TASK ITEM => Look through the records below and state how many lines carry the string "Historia", adding nothing.

RECORDS FOR THIS EXERCISE =>
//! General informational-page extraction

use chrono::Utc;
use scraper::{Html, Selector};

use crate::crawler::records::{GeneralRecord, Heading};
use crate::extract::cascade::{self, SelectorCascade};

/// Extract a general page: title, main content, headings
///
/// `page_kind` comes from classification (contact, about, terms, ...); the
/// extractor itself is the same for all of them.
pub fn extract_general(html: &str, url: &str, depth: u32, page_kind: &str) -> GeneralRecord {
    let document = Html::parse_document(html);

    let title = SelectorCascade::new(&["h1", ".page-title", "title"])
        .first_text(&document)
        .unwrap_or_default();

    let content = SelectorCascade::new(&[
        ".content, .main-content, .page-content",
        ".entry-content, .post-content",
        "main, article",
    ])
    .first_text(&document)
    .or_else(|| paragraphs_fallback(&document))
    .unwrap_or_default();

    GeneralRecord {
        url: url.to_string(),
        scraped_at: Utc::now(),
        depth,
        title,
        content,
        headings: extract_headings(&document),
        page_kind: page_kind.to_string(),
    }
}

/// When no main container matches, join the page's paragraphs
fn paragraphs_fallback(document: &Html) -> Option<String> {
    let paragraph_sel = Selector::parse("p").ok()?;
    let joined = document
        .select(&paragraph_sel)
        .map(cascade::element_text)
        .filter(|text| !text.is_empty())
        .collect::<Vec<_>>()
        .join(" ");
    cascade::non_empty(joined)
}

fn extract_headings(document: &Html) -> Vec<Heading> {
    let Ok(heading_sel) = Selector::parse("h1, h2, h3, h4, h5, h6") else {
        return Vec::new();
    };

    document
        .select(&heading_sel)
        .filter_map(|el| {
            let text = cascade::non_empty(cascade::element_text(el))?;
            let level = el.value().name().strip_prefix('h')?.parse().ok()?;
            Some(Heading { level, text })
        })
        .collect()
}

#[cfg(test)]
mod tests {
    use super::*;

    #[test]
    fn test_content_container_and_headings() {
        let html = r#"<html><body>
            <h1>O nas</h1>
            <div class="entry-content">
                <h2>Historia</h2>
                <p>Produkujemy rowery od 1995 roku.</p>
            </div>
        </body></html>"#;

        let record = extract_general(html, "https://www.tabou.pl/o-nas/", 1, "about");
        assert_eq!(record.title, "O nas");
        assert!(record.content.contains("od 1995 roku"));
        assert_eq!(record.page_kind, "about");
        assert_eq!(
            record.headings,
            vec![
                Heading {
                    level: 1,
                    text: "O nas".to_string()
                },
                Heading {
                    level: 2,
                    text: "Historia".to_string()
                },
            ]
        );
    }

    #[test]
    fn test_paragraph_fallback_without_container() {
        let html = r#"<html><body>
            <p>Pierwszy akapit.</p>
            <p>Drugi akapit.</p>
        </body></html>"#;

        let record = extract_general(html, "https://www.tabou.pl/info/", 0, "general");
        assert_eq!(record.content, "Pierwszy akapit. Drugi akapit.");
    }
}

RESPONSE TO THE EXERCISE => 2